European Commission updates its EU industrial strategy

This week the European Commission updated the EU Industrial Strategy to ensure that its industrial ambition takes full account of the new circumstances following the COVID-19 crisis and helps to drive the transformation to a more sustainable, digital, resilient and globally competitive economy. It shows support for industrial sectors that are strategic to the European economy and that are pushing to rally and decarbonise in the post-COVID-19 era, but that are dependent on an enabling framework preventing carbon leakage.

The updated strategy reaffirms the priorities set out in the March 2020 Communication, published the day before the World Health Organisation declared COVID-19 a pandemic, while responding to the lessons learned from the crisis to boost the recovery and enhance the EU’s open strategic autonomy. It proposes new measures to strengthen the resilience of the Single Market, especially in times of crisis. It addresses the need to better understand our dependencies in key strategic areas and presents a toolbox to address them. It offers new measures to accelerate the green and digital transitions. The updated strategy also responds to calls to identify and monitor the main indicators of the competitiveness of the EU economy as a whole: single market integration, productivity growth, international competitiveness, public and private investment and R&D investment.

Importantly, the SME dimension is at the core of the updated strategy with tailored financial support and measures to enable SMEs and start-ups to embrace the twin transitions. The Commission intends to appoint Mr Vazil Hudák as the SME Envoy. His appointment is currently being finalised.
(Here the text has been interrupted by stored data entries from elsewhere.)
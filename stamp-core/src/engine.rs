//! The seam between the core and the external graphics engine.
//!
//! The engine owns the live scene. We ask it for documents, hand documents
//! back, and ask it to render; everything else is its business.

use base64::engine::general_purpose::STANDARD;
use base64::Engine as _;
use serde::{Deserialize, Serialize};
use thiserror::Error;

use crate::Document;

/// Output encodings an engine can be asked for.
#[derive(Debug, Clone, Copy, PartialEq, Eq, Hash, Serialize, Deserialize)]
#[serde(rename_all = "snake_case")]
pub enum ImageFormat {
    Png,
    Jpeg,
    Svg,
}

impl ImageFormat {
    pub fn mime_type(&self) -> &'static str {
        match self {
            ImageFormat::Png => "image/png",
            ImageFormat::Jpeg => "image/jpeg",
            ImageFormat::Svg => "image/svg+xml",
        }
    }

    pub fn extension(&self) -> &'static str {
        match self {
            ImageFormat::Png => "png",
            ImageFormat::Jpeg => "jpg",
            ImageFormat::Svg => "svg",
        }
    }

    /// Vector output ignores quality and multiplier.
    pub fn is_raster(&self) -> bool {
        !matches!(self, ImageFormat::Svg)
    }
}

/// Parameters for `SceneEngine::render_to_image`.
#[derive(Debug, Clone, Copy, PartialEq, Serialize, Deserialize)]
pub struct RenderOptions {
    pub format: ImageFormat,
    /// Encoder quality in [0.0, 1.0].
    pub quality: f32,
    /// Output scale relative to the canvas size.
    #[serde(rename = "multiplier")]
    pub scale_multiplier: f32,
}

impl Default for RenderOptions {
    fn default() -> Self {
        Self::full_quality(ImageFormat::Png, 1.0)
    }
}

impl RenderOptions {
    pub fn full_quality(format: ImageFormat, scale_multiplier: f32) -> Self {
        Self {
            format,
            quality: 1.0,
            scale_multiplier,
        }
    }

    /// Reduced-quality raster used for gallery thumbnails.
    pub fn thumbnail() -> Self {
        Self {
            format: ImageFormat::Png,
            quality: 0.3,
            scale_multiplier: 0.5,
        }
    }

    pub fn validate(&self) -> Result<(), EngineError> {
        if !(0.0..=1.0).contains(&self.quality) {
            tracing::error!(quality = self.quality, "render quality out of range");
            return Err(EngineError::InvalidRenderOptions {
                reason: format!("quality {} must be in [0.0, 1.0]", self.quality),
            });
        }

        if !self.scale_multiplier.is_finite() || self.scale_multiplier <= 0.0 {
            tracing::error!(
                multiplier = self.scale_multiplier,
                "render multiplier must be positive"
            );
            return Err(EngineError::InvalidRenderOptions {
                reason: format!(
                    "multiplier {} must be a positive finite number",
                    self.scale_multiplier
                ),
            });
        }

        if self.scale_multiplier > 8.0 {
            tracing::warn!(
                multiplier = self.scale_multiplier,
                "unusually large render multiplier (recommended: up to 4)"
            );
        }

        Ok(())
    }
}

/// Encoded image produced by the engine.
#[derive(Clone, PartialEq, Eq)]
pub struct ImageBytes {
    pub format: ImageFormat,
    pub bytes: Vec<u8>,
}

impl ImageBytes {
    pub fn new(format: ImageFormat, bytes: Vec<u8>) -> Self {
        Self { format, bytes }
    }

    /// `data:<mime>;base64,<payload>`, the form stored as a design preview.
    pub fn to_data_uri(&self) -> String {
        format!(
            "data:{};base64,{}",
            self.format.mime_type(),
            STANDARD.encode(&self.bytes)
        )
    }
}

impl std::fmt::Debug for ImageBytes {
    fn fmt(&self, f: &mut std::fmt::Formatter<'_>) -> std::fmt::Result {
        f.debug_struct("ImageBytes")
            .field("format", &self.format)
            .field("len", &self.bytes.len())
            .finish()
    }
}

/// Capabilities we consume from the graphics engine.
pub trait SceneEngine {
    /// Produce a portable document for the current scene.
    fn serialize_scene(&self) -> Result<Document, EngineError>;

    /// Replace the whole scene with `doc`.
    ///
    /// Implementations must be atomic: on error the live scene is untouched.
    fn load_scene(&mut self, doc: &Document) -> Result<(), EngineError>;

    fn render_to_image(&self, options: &RenderOptions) -> Result<ImageBytes, EngineError>;
}

/// Errors reported by the graphics engine.
#[derive(Debug, Error)]
pub enum EngineError {
    #[error("scene serialization failed: {reason}")]
    Serialize { reason: String },

    #[error("document could not be loaded: {reason}")]
    Load { reason: String },

    #[error("rendering failed: {reason}")]
    Render { reason: String },

    #[error("{format:?} output is not supported by this engine")]
    UnsupportedFormat { format: ImageFormat },

    #[error("invalid render options: {reason}")]
    InvalidRenderOptions { reason: String },
}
The updated Industrial strategy focuses on the following key areas:

Strengthening Single Market resilience

The Single Market has been severely tested by supply restrictions, border closures and fragmentation following the COVID-19 outbreak. The crisis highlighted the essential need to uphold the free movement of persons, goods, services and capital in the Single Market and the need to work together to strengthen its resilience to disruptions.

Dealing with the EU’s strategic dependencies

Openness to trade and investment is a strength and source of growth and resilience for the EU, which is a major importer and exporter. Yet the pandemic also triggered wider awareness of the need to analyse and address strategic dependencies, both technological and industrial.

Accelerating the twin transitions

The 2020 Industrial strategy announced actions to support the green and digital transitions of EU industry, but the pandemic has drastically affected the speed and scale of this transformation. Therefore, the Commission outlines new measures to support the business case for the green and digital transitions, by:

  • Co-creating transition pathways in partnership with industry, public authorities, social partners and other stakeholders, where needed, starting with tourism and energy intensive industries. Such pathways could offer a better bottom-up understanding of the scale, cost and conditions of the required action to accompany the twin transitions for the most relevant ecosystems leading to an actionable plan in favour of sustainable competitiveness;
  • Providing a coherent regulatory framework to achieve the objectives of Europe’s Digital Decade and the ‘Fit for 55′ ambitions, including by accelerating the rollout of renewable energy sources and by ensuring access to abundant, affordable and decarbonised electricity ;
  • Providing SMEs with Sustainability Advisors and supporting data-driven business models to make the most out of the green and digital transitions;
  • Investing to upskill and reskill to support the twin transitions.

The ongoing extensive review of the EU competition rules also makes sure that they are fit to support the green and digital transitions to the benefit of Europeans, at a time when the global competitive landscape is also fundamentally changing.